═════ TASK INPUT ═════

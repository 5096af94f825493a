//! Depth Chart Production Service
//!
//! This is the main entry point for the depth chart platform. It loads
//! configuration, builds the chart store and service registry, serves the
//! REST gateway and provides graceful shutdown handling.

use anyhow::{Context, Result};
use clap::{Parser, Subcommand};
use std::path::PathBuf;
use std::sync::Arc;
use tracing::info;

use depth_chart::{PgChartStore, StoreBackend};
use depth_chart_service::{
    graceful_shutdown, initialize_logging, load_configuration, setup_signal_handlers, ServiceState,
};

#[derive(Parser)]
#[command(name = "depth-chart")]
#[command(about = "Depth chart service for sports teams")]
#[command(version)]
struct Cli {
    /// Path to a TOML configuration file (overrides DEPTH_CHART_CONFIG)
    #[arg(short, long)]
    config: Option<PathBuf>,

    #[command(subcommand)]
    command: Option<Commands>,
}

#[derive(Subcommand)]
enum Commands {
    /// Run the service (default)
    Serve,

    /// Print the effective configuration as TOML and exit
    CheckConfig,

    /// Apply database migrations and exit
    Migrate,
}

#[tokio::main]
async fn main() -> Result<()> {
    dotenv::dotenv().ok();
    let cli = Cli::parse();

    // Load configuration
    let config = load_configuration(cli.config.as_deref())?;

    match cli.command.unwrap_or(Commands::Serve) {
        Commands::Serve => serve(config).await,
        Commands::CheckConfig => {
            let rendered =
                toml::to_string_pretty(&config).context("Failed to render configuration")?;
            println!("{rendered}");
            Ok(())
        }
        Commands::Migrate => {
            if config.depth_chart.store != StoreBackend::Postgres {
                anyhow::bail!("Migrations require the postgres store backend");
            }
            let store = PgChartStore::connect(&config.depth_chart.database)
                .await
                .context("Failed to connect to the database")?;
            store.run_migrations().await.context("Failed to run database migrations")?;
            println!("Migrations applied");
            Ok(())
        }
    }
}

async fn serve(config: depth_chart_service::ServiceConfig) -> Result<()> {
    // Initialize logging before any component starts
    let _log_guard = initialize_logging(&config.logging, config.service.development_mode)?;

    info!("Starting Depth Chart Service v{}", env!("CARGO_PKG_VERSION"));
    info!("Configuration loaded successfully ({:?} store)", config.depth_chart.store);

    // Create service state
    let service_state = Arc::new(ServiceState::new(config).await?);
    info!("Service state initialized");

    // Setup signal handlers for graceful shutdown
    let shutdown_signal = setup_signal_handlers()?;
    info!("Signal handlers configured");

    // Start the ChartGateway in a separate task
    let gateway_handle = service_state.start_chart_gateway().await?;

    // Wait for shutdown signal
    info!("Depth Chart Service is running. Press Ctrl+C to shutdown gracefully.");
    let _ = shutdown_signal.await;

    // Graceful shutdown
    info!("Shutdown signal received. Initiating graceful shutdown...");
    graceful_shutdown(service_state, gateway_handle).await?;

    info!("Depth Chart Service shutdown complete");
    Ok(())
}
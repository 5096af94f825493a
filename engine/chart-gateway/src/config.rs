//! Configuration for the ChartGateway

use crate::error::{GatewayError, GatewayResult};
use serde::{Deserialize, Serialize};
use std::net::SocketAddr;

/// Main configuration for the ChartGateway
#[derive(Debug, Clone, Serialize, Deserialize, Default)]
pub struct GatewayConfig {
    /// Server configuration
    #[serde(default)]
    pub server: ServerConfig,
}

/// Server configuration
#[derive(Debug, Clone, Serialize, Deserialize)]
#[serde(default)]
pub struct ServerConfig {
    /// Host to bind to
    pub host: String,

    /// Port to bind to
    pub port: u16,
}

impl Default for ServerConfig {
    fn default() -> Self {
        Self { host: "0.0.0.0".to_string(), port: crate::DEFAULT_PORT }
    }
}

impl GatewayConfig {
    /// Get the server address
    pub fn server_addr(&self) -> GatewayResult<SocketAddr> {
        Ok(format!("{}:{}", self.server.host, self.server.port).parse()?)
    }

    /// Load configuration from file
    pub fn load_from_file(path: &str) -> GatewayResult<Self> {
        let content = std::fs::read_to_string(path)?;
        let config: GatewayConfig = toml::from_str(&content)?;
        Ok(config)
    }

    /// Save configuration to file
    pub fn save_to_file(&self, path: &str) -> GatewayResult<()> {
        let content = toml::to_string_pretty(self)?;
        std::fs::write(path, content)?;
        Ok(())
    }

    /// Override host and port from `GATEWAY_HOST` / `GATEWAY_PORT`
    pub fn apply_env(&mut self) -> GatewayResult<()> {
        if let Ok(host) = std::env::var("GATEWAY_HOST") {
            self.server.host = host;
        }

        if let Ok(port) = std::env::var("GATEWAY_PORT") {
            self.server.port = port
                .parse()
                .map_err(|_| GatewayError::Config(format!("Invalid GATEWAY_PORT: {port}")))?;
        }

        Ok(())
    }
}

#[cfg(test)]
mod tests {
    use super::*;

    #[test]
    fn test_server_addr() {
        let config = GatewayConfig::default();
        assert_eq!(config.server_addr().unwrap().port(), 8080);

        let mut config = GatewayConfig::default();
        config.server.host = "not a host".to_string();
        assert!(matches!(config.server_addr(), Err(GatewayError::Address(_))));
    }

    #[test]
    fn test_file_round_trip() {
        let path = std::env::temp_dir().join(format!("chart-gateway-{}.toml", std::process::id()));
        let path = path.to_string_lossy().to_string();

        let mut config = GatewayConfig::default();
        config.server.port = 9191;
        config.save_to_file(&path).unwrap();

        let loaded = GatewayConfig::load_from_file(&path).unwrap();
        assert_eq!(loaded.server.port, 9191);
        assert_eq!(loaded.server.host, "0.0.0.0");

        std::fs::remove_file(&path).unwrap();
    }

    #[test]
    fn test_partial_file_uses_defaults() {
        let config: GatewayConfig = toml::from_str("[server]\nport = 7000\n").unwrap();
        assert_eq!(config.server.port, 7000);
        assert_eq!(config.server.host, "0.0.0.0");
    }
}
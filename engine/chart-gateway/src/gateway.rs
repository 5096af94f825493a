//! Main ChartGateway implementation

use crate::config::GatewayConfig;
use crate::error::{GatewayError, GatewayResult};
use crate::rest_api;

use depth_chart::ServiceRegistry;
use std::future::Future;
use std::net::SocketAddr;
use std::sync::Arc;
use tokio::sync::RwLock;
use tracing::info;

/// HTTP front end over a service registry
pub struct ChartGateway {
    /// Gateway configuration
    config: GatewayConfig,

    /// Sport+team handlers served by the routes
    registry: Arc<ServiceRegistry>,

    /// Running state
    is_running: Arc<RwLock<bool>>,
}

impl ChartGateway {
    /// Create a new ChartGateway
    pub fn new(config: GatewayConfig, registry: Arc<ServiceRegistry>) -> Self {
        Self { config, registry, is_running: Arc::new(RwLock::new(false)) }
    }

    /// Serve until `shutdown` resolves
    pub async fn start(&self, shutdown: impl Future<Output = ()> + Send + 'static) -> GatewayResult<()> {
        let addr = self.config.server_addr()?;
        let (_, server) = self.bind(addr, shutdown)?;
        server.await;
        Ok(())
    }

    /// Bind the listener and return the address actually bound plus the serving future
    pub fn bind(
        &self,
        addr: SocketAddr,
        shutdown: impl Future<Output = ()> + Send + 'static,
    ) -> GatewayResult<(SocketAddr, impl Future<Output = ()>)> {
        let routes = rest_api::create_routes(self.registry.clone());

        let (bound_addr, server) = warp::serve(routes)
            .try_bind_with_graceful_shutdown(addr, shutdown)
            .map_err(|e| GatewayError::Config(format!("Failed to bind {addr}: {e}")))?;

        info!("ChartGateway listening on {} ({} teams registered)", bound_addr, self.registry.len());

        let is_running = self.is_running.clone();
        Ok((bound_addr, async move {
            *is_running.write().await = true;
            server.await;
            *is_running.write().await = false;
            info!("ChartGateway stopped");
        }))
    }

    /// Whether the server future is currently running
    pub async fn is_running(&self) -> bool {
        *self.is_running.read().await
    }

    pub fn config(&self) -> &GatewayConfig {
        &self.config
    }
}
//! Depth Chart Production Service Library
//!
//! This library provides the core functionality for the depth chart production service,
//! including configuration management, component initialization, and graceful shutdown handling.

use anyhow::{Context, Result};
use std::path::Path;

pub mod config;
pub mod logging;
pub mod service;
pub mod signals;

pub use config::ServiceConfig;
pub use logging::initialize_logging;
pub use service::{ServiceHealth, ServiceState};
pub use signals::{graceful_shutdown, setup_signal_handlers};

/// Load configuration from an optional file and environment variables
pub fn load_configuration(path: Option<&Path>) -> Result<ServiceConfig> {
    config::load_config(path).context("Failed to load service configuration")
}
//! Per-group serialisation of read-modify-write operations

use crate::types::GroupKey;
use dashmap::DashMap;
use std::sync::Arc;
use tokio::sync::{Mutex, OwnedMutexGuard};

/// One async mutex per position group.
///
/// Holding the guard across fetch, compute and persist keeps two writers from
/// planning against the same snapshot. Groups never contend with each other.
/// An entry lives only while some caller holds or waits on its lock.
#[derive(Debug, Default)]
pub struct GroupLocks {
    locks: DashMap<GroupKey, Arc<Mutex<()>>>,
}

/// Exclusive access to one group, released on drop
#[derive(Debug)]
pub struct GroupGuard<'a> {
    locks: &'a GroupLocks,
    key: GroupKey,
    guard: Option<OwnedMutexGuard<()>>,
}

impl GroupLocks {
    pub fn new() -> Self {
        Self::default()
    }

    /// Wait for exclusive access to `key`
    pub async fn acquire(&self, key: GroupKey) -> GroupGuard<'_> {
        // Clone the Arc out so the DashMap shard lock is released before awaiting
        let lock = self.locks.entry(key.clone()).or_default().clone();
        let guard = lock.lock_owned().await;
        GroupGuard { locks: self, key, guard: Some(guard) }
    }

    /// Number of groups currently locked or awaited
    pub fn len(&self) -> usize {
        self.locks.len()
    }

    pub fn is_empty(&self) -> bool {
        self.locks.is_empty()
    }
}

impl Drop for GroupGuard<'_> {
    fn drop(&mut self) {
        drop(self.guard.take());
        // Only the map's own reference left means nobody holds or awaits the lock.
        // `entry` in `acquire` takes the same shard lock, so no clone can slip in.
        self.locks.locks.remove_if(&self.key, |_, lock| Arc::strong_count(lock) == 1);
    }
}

═════
═════ TASK INPUT ═════

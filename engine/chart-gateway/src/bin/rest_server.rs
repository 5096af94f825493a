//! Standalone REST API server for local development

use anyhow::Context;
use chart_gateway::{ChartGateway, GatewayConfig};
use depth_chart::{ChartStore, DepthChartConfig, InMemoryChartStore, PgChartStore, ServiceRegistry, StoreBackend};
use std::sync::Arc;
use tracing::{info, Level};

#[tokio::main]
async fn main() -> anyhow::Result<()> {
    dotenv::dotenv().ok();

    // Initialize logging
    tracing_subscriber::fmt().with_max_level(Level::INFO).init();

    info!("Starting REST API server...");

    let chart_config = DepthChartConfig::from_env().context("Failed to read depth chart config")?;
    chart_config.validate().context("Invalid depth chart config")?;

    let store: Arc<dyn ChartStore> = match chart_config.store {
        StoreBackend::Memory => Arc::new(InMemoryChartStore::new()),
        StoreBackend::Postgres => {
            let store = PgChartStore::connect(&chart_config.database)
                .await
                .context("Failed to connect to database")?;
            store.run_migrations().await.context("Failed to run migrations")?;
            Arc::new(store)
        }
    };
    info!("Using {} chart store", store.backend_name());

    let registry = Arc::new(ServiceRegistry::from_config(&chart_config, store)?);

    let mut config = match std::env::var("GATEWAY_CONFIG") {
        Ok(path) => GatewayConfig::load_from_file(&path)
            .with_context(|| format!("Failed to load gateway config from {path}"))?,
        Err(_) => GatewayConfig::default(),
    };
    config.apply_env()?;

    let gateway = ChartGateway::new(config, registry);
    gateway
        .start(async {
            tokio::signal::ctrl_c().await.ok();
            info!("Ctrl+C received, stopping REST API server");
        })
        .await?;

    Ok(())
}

═════
═════ TASK INPUT ═════

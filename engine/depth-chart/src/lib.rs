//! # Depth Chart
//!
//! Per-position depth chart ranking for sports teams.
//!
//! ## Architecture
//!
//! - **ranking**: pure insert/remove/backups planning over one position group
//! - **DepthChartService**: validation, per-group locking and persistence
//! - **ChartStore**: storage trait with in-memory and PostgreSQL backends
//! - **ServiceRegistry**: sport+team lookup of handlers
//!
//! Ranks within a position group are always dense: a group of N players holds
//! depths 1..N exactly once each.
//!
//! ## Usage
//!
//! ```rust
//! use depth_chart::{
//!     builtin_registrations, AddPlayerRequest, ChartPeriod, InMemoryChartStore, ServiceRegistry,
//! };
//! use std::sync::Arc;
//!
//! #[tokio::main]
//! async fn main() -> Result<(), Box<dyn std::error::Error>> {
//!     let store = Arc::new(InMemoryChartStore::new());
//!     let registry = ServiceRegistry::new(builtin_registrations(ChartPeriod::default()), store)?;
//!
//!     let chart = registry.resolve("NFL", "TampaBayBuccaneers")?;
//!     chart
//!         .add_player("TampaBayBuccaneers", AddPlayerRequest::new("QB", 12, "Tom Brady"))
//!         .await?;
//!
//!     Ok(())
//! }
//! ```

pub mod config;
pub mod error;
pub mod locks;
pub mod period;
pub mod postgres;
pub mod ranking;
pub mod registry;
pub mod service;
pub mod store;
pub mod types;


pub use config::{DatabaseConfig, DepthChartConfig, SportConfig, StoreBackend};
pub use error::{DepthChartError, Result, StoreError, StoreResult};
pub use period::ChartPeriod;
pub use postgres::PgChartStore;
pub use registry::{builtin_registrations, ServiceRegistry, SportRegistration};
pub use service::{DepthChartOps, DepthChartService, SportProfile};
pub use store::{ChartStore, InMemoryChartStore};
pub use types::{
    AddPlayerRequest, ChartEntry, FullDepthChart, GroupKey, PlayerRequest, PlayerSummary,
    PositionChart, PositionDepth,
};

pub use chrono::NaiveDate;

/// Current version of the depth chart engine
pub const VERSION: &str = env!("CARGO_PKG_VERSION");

═════

[PROBLEM STATEMENT]: Where does the string "types" appear in the records? Copy every line that holds it.

[EXERCISE ANSWER]:
use crate::types::GroupKey;
pub mod types;
pub use types::{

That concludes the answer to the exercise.